Porém, tal irrealização, não se apresenta com força
suficiente para impedir a sanha cartesiana de dar um mínimo de sentido e razão
de ser à ordem apresentada pelo bestiário chinês. Foucault busca, então,
rearranjar a impraticável classificação referida, numa nova ordem, palatável ao
modo de pensar logocêntrico. Em sua nova apresentação, os animais referidos
seriam divididos, basicamente, em reais, aqueles com existência física
observável e tangível (embalsamados, domesticados, leitões, cães em liberdade,
que se agitam como loucos, que acabam de quebrar a bilha), e, fictícios, que só
existiriam no âmbito do imaginário (pertencentes ao imperador, sereias,
fabulosos, inumeráveis, desenhados com um pincel muito fino de pêlo de camelo).

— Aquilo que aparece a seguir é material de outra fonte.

// # Pi-hole Adapter
//
// Pi-hole v6 REST API. Local DNS records live in the FTL config:
//
// - A records: `config.dns.hosts`, entries of the form `"<ip> <host> [<host>...]"`
// - CNAME records: `config.dns.cnameRecords`, entries of the form `"<name>,<target>[,<ttl>]"`
//
// ## Sessions
//
// Pi-hole caps concurrent API sessions, so logins are expensive. The session
// id is kept in the shared [`SessionCache`] keyed by base URL and reused
// across cycles after a cheap validity check. After a fresh login, stale
// sessions created by this tool (recognized by a fixed User-Agent) are
// deleted on a best-effort basis.
//
// ## Multi-name host lines
//
// A hosts line may carry several names (`"5.6.7.8 a.home b.home"`) and
// Pi-hole only addresses it as a whole. Each name is reported as its own A
// record; removing one name deletes the line and writes it back without
// that name.
//
// ## API Reference
//
// - Login / session check: `POST` / `GET /api/auth`
// - Sessions: `GET /api/auth/sessions`, `DELETE /api/auth/sessions/:id`
// - Read config: `GET /api/config`
// - Add / delete: `PUT` / `DELETE /api/config/dns/hosts/:entry`,
//   `PUT` / `DELETE /api/config/dns/cnameRecords/:entry`

use async_trait::async_trait;
use dnssync_core::config::ServerConfig;
use dnssync_core::credentials::{require, resolve_auth};
use dnssync_core::retry::into_connection_error;
use dnssync_core::traits::{AdapterContext, ServerAdapter, ServerAdapterFactory};
use dnssync_core::{
    AdapterRegistry, DnsRecord, Error, RecordSet, RecordType, Result, Session, SessionCache,
};
use reqwest::RequestBuilder;
use serde::Deserialize;
use serde_json::json;
use std::collections::HashMap;
use std::sync::{Arc, Mutex, PoisonError};
use tracing::{debug, info, warn};

use crate::http::{HttpClient, accepted, snippet};

/// Adapter type tag
pub const TYPE: &str = "pihole";

/// User-Agent identifying sessions opened by this tool
pub const USER_AGENT: &str = "dns-rewrites-sync";

const SID_HEADER: &str = "X-FTL-SID";
const CSRF_HEADER: &str = "X-CSRF-TOKEN";

#[derive(Debug, Deserialize)]
struct AuthResponse {
    #[serde(default)]
    session: AuthSession,
}

#[derive(Debug, Default, Deserialize)]
struct AuthSession {
    #[serde(default)]
    valid: bool,
    sid: Option<String>,
    csrf: Option<String>,
}

#[derive(Debug, Default, Deserialize)]
struct SessionList {
    #[serde(default)]
    sessions: Vec<SessionEntry>,
}

#[derive(Debug, Deserialize)]
struct SessionEntry {
    id: u64,
    #[serde(default)]
    current_session: bool,
    #[serde(default)]
    sid: Option<String>,
    #[serde(default)]
    user_agent: Option<String>,
}

#[derive(Debug, Default, Deserialize)]
struct ConfigResponse {
    #[serde(default)]
    config: FtlConfig,
}

#[derive(Debug, Default, Deserialize)]
struct FtlConfig {
    #[serde(default)]
    dns: DnsSection,
}

#[derive(Debug, Default, Deserialize)]
struct DnsSection {
    #[serde(default)]
    hosts: Vec<String>,
    #[serde(default, rename = "cnameRecords")]
    cname_records: Vec<String>,
}

/// Pi-hole v6 adapter
pub struct PiHoleAdapter {
    name: String,
    password: String,
    http: HttpClient,
    sessions: SessionCache,
    session: Option<Session>,
    /// Canonical A record -> the multi-name hosts line it was read from
    shared_lines: Mutex<HashMap<String, String>>,
}

impl std::fmt::Debug for PiHoleAdapter {
    fn fmt(&self, f: &mut std::fmt::Formatter<'_>) -> std::fmt::Result {
        f.debug_struct("PiHoleAdapter")
            .field("name", &self.name)
            .field("base_url", &self.http.base_url())
            .field("password", &"<REDACTED>")
            .field("connected", &self.session.is_some())
            .finish()
    }
}

impl PiHoleAdapter {
    /// Create an adapter
    ///
    /// # Parameters
    ///
    /// - `config`: Server configuration
    /// - `password`: Resolved web/API password
    /// - `sessions`: Shared session cache
    pub fn new(
        config: &ServerConfig,
        password: impl Into<String>,
        sessions: SessionCache,
    ) -> Result<Self> {
        Ok(Self {
            name: config.name.clone(),
            password: password.into(),
            http: HttpClient::new(config, TYPE, Some(USER_AGENT))?,
            sessions,
            session: None,
            shared_lines: Mutex::new(HashMap::new()),
        })
    }

    fn session(&self) -> Result<&Session> {
        self.session
            .as_ref()
            .ok_or_else(|| Error::connection(format!("{}: not connected", self.name)))
    }

    /// Whether a cached session is still accepted by the server
    async fn session_valid(&self, session: &Session) -> bool {
        let url = self.http.url("/api/auth");
        let response = match self
            .http
            .execute_once(|c| c.get(&url).header(SID_HEADER, &session.token))
            .await
        {
            Ok(response) if response.status().is_success() => response,
            _ => return false,
        };
        self.http
            .json::<AuthResponse>("session check", response)
            .await
            .map(|r| r.session.valid)
            .unwrap_or(false)
    }

    async fn login(&self) -> Result<Session> {
        let url = self.http.url("/api/auth");
        let body = json!({ "password": self.password });
        let response = self
            .http
            .fetch("login", |c| c.post(&url).json(&body))
            .await?;
        let auth: AuthResponse = self.http.json("login", response).await?;

        match auth.session.sid {
            Some(sid) if auth.session.valid => Ok(Session::new(sid, auth.session.csrf)),
            _ => Err(Error::auth(format!("{}: password rejected", self.name))),
        }
    }

    /// Delete stale sessions opened by this tool; failures are only logged
    async fn cleanup_orphaned_sessions(&self, current: &Session) {
        let url = self.http.url("/api/auth/sessions");
        let listing = self
            .http
            .fetch_json::<SessionList, _>("list sessions", |c| {
                with_session(c.get(&url), current)
            })
            .await;

        let sessions = match listing {
            Ok(list) => list.sessions,
            Err(e) => {
                debug!("Session cleanup skipped for {}: {}", self.name, e);
                return;
            }
        };

        for entry in sessions {
            let ours = entry.user_agent.as_deref() == Some(USER_AGENT);
            let is_current =
                entry.current_session || entry.sid.as_deref() == Some(current.token.as_str());
            if !ours || is_current {
                continue;
            }
            let del_url = self.http.url(&format!("/api/auth/sessions/{}", entry.id));
            match self
                .http
                .execute_once(|c| with_session(c.delete(&del_url), current))
                .await
            {
                Ok(_) => debug!("Removed orphaned session {} on {}", entry.id, self.name),
                Err(e) => debug!("Could not remove session {} on {}: {}", entry.id, self.name, e),
            }
        }
    }

    fn entry_path(record: &DnsRecord) -> String {
        match record.record_type {
            RecordType::A => host_line_path(&format!("{} {}", record.value, record.domain)),
            RecordType::Cname => format!(
                "/api/config/dns/cnameRecords/{},{}",
                record.domain, record.value
            ),
        }
    }

    fn shared_line(&self, record: &DnsRecord) -> Option<String> {
        if record.record_type != RecordType::A {
            return None;
        }
        self.shared_lines
            .lock()
            .unwrap_or_else(PoisonError::into_inner)
            .get(&record.canonical())
            .cloned()
    }

    async fn put_entry(&self, what: &str, path: &str, session: &Session) -> Result<bool> {
        let url = self.http.url(path);
        let response = self
            .http
            .execute(what, |c| with_session(c.put(&url), session))
            .await?;

        let status = response.status();
        if accepted(status, &[200, 201, 204]) {
            return Ok(true);
        }
        let body = response.text().await.unwrap_or_default();
        warn!(
            "Pi-hole {} {} on {} rejected (HTTP {}): {}",
            what,
            path,
            self.name,
            status,
            snippet(&body)
        );
        Ok(false)
    }

    async fn delete_entry(&self, what: &str, path: &str, session: &Session) -> Result<bool> {
        let url = self.http.url(path);
        let response = self
            .http
            .execute(what, |c| with_session(c.delete(&url), session))
            .await?;

        let status = response.status();
        if accepted(status, &[200, 204]) {
            return Ok(true);
        }
        let body = response.text().await.unwrap_or_default();
        warn!(
            "Pi-hole {} {} on {} rejected (HTTP {}): {}",
            what,
            path,
            self.name,
            status,
            snippet(&body)
        );
        Ok(false)
    }

    /// Remove one name from a multi-name hosts line
    async fn remove_from_line(
        &self,
        record: &DnsRecord,
        line: &str,
        session: &Session,
    ) -> Result<bool> {
        if !self.delete_entry("delete host line", &host_line_path(line), session).await? {
            return Ok(false);
        }

        let mut fields = line.split_whitespace();
        let ip = fields.next().unwrap_or_default();
        let remaining: Vec<&str> = fields
            .filter(|name| name.trim_end_matches('.') != record.domain)
            .collect();

        let rewritten = (!remaining.is_empty()).then(|| format!("{} {}", ip, remaining.join(" ")));
        {
            let mut lines = self
                .shared_lines
                .lock()
                .unwrap_or_else(PoisonError::into_inner);
            lines.remove(&record.canonical());
            for name in &remaining {
                let key = DnsRecord::a(ip, *name).canonical();
                match &rewritten {
                    Some(new_line) if remaining.len() > 1 => {
                        lines.insert(key, new_line.clone());
                    }
                    _ => {
                        lines.remove(&key);
                    }
                }
            }
        }

        if let Some(new_line) = rewritten {
            // The target name is already gone; lost siblings are re-added
            // by the next cycle.
            match self
                .put_entry("rewrite host line", &host_line_path(&new_line), session)
                .await
            {
                Ok(true) => debug!("Rewrote Pi-hole hosts line as {:?} on {}", new_line, self.name),
                Ok(false) => warn!("Could not rewrite hosts line {:?} on {}", new_line, self.name),
                Err(e) => warn!(
                    "Could not rewrite hosts line {:?} on {}: {}",
                    new_line, self.name, e
                ),
            }
        }
        Ok(true)
    }
}

fn host_line_path(line: &str) -> String {
    format!("/api/config/dns/hosts/{}", urlencoding::encode(line))
}

fn with_session(request: RequestBuilder, session: &Session) -> RequestBuilder {
    let request = request.header(SID_HEADER, &session.token);
    match &session.csrf {
        Some(csrf) => request.header(CSRF_HEADER, csrf),
        None => request,
    }
}

/// Parse the FTL `dns` config section into a record set
///
/// # Returns
///
/// The records, plus the source line of every A record that shares its
/// hosts line with other names
fn parse_dns_section(section: &DnsSection) -> (RecordSet, HashMap<String, String>) {
    let mut records = RecordSet::new();
    let mut shared = HashMap::new();

    for host in &section.hosts {
        let mut fields = host.split_whitespace();
        let Some(ip) = fields.next() else { continue };
        let names: Vec<&str> = fields.collect();
        for name in &names {
            let record = DnsRecord::a(ip, *name);
            if names.len() > 1 {
                shared.insert(record.canonical(), host.clone());
            }
            records.insert(&record);
        }
    }

    for entry in &section.cname_records {
        let mut fields = entry.split(',').map(str::trim);
        match (fields.next(), fields.next()) {
            (Some(domain), Some(target)) if !domain.is_empty() && !target.is_empty() => {
                records.insert(&DnsRecord::cname(domain, target));
            }
            _ => debug!("Ignoring malformed CNAME entry {:?}", entry),
        }
    }

    (records, shared)
}

#[async_trait]
impl ServerAdapter for PiHoleAdapter {
    async fn connect(&mut self) -> Result<()> {
        let base_url = self.http.base_url().to_string();
        let mut slot = self.sessions.lock(&base_url).await;

        if let Some(cached) = slot.current().cloned() {
            if self.session_valid(&cached).await {
                debug!("Reusing cached Pi-hole session for {}", self.name);
                self.session = Some(cached);
                return Ok(());
            }
            debug!("Cached Pi-hole session for {} expired", self.name);
            slot.invalidate();
        }

        let session = self
            .login()
            .await
            .map_err(|e| into_connection_error(&self.name, e))?;
        info!("Authenticated to Pi-hole {}", self.name);
        slot.store(session.clone());
        drop(slot);

        self.cleanup_orphaned_sessions(&session).await;
        self.session = Some(session);
        Ok(())
    }

    async fn get_records(&self) -> Result<RecordSet> {
        let session = self.session()?;
        let url = self.http.url("/api/config");
        let config: ConfigResponse = self
            .http
            .fetch_json("read config", |c| with_session(c.get(&url), session))
            .await?;
        let (records, shared) = parse_dns_section(&config.config.dns);
        *self
            .shared_lines
            .lock()
            .unwrap_or_else(PoisonError::into_inner) = shared;
        Ok(records)
    }

    async fn add_record(&self, record: &DnsRecord) -> Result<bool> {
        let session = self.session()?;
        self.put_entry("add", &Self::entry_path(record), session)
            .await
    }

    async fn delete_record(&self, record: &DnsRecord) -> Result<bool> {
        let session = self.session()?;
        match self.shared_line(record) {
            Some(line) => self.remove_from_line(record, &line, session).await,
            None => {
                self.delete_entry("delete", &Self::entry_path(record), session)
                    .await
            }
        }
    }

    async fn disconnect(&mut self) {
        // The cached session stays valid for the next cycle.
        self.session = None;
    }

    fn server_name(&self) -> &str {
        &self.name
    }

    fn adapter_type(&self) -> &'static str {
        TYPE
    }
}

/// Factory for Pi-hole adapters
pub struct PiHoleFactory;

#[async_trait]
impl ServerAdapterFactory for PiHoleFactory {
    async fn create(
        &self,
        config: &ServerConfig,
        ctx: &AdapterContext,
    ) -> Result<Box<dyn ServerAdapter>> {
        let auth = resolve_auth(config, ctx.credentials.as_ref()).await?;
        let password = require(&auth, config, "password")?;
        Ok(Box::new(PiHoleAdapter::new(
            config,
            password,
            ctx.sessions.clone(),
        )?))
    }
}

/// Register the Pi-hole adapter with a registry
pub fn register(registry: &AdapterRegistry) {
    registry.register_adapter(TYPE, Arc::new(PiHoleFactory));
}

No entanto, uma nova dificuldade se impõe, pois, a
grande questão, não é justapor animais reais e fictícios numa série alfabética,
mas em que espaço se poderia promover este inusitado encontro. Para Foucault,
não há outro topos possível para esta incrível reunião animalesca, senão no
espaço da linguagem, localizada, neste caso, naquela folha em branco que Borges
transcreveu as imagens que dele desejavam irromper.
A possibilidade do riso de Foucault, então, não se
consumou, senão por um alargamento profundo de sua compreensão, a ponto de
abrir poros nas fronteiras de sua racionalidade, para que se ventilassem os
sopros de outros níveis e modos de conhecimento. Neste sentido, inegavelmente,
o pensamento oriental, representado aqui pela improvável enciclopédia chinesa
de Borges, leva larga vantagem em relação ao ocidental, já que está envolvido,
desde a sua fundação, numa atmosfera prenhe da inefável transcendência, e cuja
linguagem escrita, não traduz o som da voz em linhas horizontais, distanciando-se
do infinito, mas se alteia em colunas verticais, os ideogramas, resguardando a
busca de intimidade com os céus.
A impossibilidade do pensamento ocidental,
racionalista e racionalizante, em abarcar interpretativamente os motivadores
daquele absurdo congraçamento bestial, está na tentativa malograda de se pensar
as imagens, em que eles se constituem, abstraindo-se das mesmas, e não as
tomando em sua densidade simbólica. Por este motivo, também se percebe nesta
nossa breve discussão empreendida a partir de Foucault, o menosprezo, por parte
do logocentrismo ocidental, pelo mundo das imagens, pela intensidade equívoca
do âmbito do imaginário, instaurador da exigência de uma fina sintonia
interpretativa para o vislumbre dos inúmeros e mutáveis sentidos de sua
manifestação.
FOUCAULT, Michel. As palavras e as coisas: uma arqueologia das ciências humanas. 6ª ed. [trad. Salma Tannus Muchail]. São Paulo: Martins Fontes, 1992.
FOUCAULT, Michel. As palavras e as coisas: uma arqueologia das ciências humanas. 6ª ed. [trad. Salma Tannus Muchail]. São Paulo: Martins Fontes, 1992.